■ EXCERPTED RECORDS
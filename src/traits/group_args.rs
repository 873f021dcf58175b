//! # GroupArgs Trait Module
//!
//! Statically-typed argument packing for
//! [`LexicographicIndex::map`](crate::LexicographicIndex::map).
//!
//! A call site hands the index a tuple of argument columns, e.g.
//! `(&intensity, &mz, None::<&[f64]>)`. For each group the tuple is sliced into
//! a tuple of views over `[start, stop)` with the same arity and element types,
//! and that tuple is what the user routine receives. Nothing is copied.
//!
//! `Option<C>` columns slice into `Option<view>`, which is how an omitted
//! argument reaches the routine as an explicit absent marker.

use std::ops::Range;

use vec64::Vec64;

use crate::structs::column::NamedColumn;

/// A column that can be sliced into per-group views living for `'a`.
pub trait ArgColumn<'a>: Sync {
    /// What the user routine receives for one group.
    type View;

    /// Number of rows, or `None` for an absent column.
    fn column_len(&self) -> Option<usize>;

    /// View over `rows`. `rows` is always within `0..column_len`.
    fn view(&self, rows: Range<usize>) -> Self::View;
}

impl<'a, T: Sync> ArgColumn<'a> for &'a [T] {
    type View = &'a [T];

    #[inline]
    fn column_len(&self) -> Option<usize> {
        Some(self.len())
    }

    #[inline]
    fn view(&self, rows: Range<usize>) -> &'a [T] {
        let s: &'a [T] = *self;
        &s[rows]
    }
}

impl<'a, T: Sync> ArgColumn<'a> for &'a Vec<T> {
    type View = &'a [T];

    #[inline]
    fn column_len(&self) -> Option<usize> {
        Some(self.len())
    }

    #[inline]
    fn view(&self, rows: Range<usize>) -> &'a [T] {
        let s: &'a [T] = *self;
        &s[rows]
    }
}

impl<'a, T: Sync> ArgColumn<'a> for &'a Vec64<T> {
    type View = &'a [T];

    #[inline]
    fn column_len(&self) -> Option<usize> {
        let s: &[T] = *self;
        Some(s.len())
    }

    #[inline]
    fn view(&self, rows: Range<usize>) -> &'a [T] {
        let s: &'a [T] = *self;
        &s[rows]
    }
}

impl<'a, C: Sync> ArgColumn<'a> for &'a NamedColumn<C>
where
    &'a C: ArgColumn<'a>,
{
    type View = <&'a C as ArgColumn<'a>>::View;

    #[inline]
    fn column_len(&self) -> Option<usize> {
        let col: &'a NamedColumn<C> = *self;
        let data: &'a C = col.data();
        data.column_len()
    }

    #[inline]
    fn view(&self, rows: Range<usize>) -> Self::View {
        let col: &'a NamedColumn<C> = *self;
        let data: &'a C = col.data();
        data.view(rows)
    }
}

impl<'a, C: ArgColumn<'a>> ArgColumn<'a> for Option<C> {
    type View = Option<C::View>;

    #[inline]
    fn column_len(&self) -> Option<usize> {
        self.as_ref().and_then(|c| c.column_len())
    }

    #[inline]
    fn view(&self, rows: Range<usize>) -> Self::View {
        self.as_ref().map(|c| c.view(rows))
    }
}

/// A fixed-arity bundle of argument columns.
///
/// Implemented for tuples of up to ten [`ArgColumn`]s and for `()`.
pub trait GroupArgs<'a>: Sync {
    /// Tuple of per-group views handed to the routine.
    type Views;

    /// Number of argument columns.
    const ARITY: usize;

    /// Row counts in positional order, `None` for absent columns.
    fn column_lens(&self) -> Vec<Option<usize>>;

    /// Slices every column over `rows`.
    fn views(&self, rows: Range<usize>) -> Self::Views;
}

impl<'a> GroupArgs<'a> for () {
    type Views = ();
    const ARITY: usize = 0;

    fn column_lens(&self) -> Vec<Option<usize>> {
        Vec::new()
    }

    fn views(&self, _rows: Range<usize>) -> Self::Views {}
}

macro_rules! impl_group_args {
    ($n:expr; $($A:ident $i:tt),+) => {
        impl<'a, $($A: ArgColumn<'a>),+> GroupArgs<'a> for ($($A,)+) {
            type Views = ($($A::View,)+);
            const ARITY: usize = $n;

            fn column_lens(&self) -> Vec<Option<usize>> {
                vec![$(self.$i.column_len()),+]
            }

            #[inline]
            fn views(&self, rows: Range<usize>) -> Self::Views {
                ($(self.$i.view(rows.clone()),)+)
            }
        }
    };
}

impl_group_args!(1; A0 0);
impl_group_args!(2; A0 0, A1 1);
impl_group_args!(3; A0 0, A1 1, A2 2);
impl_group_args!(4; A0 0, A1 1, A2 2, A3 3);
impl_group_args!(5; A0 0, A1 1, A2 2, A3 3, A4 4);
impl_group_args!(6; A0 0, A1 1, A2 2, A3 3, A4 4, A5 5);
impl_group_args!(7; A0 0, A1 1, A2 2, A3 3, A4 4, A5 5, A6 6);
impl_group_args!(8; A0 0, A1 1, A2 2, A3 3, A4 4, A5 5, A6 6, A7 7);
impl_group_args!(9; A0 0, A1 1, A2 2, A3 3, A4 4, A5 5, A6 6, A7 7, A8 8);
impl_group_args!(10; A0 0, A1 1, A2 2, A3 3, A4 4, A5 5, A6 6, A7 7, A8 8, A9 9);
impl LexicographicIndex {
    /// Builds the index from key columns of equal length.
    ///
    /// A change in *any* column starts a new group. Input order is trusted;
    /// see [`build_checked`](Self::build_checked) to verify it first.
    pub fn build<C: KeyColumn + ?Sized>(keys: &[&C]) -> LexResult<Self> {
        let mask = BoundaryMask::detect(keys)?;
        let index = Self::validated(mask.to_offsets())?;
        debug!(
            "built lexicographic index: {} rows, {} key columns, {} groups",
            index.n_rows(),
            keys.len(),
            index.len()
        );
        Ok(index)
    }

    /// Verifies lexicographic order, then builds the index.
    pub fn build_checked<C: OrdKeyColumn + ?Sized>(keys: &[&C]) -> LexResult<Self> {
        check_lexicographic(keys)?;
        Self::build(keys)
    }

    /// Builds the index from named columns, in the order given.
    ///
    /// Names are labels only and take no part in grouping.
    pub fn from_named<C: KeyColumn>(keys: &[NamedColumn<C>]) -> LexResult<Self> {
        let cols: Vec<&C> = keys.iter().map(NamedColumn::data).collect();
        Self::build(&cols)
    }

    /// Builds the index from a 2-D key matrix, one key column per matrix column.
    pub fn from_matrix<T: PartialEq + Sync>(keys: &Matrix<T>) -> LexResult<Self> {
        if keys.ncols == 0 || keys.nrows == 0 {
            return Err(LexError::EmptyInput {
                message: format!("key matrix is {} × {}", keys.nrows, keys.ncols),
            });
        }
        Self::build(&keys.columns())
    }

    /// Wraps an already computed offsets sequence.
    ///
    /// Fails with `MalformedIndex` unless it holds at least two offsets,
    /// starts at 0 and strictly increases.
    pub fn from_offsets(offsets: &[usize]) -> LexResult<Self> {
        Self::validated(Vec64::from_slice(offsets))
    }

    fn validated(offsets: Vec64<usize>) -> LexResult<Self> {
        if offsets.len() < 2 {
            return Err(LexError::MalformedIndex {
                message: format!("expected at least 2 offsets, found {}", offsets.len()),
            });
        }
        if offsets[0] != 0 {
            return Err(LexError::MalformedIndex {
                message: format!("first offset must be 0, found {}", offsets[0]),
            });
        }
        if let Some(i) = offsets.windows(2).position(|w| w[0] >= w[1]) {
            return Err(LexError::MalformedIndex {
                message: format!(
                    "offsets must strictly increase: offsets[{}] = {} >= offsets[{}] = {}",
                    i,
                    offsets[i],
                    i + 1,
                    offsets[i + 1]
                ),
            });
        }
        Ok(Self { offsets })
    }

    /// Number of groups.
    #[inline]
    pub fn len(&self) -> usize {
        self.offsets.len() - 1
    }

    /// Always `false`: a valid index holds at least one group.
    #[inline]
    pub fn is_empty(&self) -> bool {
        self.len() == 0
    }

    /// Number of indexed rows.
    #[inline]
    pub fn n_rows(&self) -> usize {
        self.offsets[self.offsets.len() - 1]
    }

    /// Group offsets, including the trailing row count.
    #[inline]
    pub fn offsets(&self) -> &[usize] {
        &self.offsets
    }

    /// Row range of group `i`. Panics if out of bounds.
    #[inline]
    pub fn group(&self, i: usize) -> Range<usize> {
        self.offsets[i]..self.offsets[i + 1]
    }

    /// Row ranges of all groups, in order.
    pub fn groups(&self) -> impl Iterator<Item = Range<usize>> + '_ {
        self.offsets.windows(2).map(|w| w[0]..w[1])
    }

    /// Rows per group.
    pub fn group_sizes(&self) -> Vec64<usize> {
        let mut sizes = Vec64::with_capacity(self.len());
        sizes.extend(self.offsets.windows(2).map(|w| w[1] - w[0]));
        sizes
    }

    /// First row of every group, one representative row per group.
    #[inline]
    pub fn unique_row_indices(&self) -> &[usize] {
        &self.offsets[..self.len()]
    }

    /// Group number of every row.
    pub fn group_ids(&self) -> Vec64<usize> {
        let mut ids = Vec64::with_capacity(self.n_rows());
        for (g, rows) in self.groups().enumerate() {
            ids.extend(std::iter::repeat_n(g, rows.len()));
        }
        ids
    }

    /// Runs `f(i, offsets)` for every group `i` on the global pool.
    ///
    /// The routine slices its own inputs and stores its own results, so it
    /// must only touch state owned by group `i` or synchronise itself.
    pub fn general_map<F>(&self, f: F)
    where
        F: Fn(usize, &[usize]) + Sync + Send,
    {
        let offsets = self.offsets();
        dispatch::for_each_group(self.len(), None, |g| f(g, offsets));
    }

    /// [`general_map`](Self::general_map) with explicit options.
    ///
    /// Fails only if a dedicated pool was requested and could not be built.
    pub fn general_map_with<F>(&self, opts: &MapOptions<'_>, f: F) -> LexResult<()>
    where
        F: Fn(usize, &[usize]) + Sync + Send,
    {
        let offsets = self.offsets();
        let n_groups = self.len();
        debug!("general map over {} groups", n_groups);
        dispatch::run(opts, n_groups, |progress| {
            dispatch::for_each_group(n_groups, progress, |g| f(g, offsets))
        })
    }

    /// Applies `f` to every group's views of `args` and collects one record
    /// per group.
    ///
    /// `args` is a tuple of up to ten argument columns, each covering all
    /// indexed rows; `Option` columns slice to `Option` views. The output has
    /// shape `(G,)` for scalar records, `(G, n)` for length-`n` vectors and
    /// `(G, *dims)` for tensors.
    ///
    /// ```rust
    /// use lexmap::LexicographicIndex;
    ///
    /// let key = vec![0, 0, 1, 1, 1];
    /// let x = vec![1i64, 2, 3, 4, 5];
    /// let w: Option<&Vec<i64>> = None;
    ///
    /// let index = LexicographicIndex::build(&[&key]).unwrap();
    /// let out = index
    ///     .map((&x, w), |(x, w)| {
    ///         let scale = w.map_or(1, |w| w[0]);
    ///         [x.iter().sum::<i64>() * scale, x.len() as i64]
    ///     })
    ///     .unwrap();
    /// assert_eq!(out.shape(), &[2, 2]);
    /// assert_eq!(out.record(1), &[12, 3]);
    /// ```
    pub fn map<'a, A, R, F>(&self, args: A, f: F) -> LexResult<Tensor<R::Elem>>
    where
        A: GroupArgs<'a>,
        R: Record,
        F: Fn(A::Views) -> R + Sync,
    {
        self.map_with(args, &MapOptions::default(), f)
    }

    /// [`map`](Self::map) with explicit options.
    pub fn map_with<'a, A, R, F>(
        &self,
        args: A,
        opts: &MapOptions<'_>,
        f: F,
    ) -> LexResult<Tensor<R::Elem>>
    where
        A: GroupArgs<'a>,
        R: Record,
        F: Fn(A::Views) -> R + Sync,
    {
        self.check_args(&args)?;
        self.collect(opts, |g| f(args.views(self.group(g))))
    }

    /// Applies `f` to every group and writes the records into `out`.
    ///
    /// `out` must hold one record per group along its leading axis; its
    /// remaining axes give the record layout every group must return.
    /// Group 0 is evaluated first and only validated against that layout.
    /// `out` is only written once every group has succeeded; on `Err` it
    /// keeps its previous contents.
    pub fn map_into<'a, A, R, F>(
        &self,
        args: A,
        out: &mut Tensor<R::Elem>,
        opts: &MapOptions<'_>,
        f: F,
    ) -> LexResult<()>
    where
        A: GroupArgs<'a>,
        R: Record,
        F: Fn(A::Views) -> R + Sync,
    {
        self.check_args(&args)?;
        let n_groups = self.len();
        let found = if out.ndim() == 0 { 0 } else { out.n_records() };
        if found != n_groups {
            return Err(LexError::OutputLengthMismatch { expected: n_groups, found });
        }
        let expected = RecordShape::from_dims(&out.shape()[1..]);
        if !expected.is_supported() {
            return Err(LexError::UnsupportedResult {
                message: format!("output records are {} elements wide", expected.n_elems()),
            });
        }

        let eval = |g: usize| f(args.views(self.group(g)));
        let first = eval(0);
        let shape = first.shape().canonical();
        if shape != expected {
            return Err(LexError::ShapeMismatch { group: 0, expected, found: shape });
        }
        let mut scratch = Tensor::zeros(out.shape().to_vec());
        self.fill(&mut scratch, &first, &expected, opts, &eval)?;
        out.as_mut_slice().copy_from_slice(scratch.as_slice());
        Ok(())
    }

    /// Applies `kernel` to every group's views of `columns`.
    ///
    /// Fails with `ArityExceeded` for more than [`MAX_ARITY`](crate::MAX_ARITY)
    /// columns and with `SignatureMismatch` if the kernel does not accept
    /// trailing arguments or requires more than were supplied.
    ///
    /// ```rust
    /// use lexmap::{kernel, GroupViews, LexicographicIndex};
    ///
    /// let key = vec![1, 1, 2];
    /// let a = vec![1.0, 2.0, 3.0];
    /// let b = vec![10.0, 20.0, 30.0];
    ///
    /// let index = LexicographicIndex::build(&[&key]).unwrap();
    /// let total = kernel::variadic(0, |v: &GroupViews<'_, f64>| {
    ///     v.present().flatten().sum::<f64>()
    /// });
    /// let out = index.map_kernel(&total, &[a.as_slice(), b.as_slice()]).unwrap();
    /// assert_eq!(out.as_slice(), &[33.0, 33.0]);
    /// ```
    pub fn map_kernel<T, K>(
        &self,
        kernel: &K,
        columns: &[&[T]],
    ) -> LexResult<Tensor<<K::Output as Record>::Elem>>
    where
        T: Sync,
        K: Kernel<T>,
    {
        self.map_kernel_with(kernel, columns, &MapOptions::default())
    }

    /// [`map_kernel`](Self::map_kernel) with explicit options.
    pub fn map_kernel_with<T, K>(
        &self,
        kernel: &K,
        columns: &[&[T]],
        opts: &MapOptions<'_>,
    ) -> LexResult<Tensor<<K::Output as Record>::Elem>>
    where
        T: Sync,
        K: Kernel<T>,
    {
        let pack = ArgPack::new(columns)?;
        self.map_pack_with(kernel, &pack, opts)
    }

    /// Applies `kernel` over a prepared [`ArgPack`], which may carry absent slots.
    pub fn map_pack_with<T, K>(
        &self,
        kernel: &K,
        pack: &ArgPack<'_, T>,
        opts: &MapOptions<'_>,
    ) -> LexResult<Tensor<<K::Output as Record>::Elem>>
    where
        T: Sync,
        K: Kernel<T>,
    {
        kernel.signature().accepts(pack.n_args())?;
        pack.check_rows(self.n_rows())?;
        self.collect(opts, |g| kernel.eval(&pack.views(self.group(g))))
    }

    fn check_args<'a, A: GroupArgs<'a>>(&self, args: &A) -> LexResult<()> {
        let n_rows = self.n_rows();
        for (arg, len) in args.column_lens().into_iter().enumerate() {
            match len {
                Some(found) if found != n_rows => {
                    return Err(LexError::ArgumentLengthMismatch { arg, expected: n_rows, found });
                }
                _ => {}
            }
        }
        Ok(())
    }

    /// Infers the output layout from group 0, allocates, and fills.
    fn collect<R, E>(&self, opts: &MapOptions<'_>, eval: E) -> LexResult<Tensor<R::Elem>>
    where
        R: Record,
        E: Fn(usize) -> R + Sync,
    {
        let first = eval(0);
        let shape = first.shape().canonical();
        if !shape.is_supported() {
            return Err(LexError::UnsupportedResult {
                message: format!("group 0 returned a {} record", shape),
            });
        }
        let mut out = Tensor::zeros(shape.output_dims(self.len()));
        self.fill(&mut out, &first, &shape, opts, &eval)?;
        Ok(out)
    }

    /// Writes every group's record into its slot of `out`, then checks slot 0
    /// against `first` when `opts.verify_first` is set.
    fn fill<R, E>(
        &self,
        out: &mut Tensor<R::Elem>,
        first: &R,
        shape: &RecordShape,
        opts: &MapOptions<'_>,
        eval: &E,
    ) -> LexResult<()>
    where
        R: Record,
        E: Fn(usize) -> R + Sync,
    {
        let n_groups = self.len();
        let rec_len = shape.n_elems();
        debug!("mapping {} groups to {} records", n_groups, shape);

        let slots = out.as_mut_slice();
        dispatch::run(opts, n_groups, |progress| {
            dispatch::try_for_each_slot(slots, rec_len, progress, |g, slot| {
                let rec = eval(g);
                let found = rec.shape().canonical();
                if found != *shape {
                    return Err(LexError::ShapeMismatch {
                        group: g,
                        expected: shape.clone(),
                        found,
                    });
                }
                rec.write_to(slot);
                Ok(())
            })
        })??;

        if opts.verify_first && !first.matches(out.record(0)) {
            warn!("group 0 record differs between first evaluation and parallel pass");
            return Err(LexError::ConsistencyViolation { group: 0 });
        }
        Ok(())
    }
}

■ REQUIREMENT
From the listing above, return each line with the word "ArgColumn".

■ ANSWER TO THIS EXERCISE
pub trait ArgColumn<'a>: Sync {
impl<'a, T: Sync> ArgColumn<'a> for &'a [T] {
impl<'a, T: Sync> ArgColumn<'a> for &'a Vec<T> {
impl<'a, T: Sync> ArgColumn<'a> for &'a Vec64<T> {
impl<'a, C: Sync> ArgColumn<'a> for &'a NamedColumn<C>
    &'a C: ArgColumn<'a>,
    type View = <&'a C as ArgColumn<'a>>::View;
impl<'a, C: ArgColumn<'a>> ArgColumn<'a> for Option<C> {
/// Implemented for tuples of up to ten [`ArgColumn`]s and for `()`.
        impl<'a, $($A: ArgColumn<'a>),+> GroupArgs<'a> for ($($A,)+) {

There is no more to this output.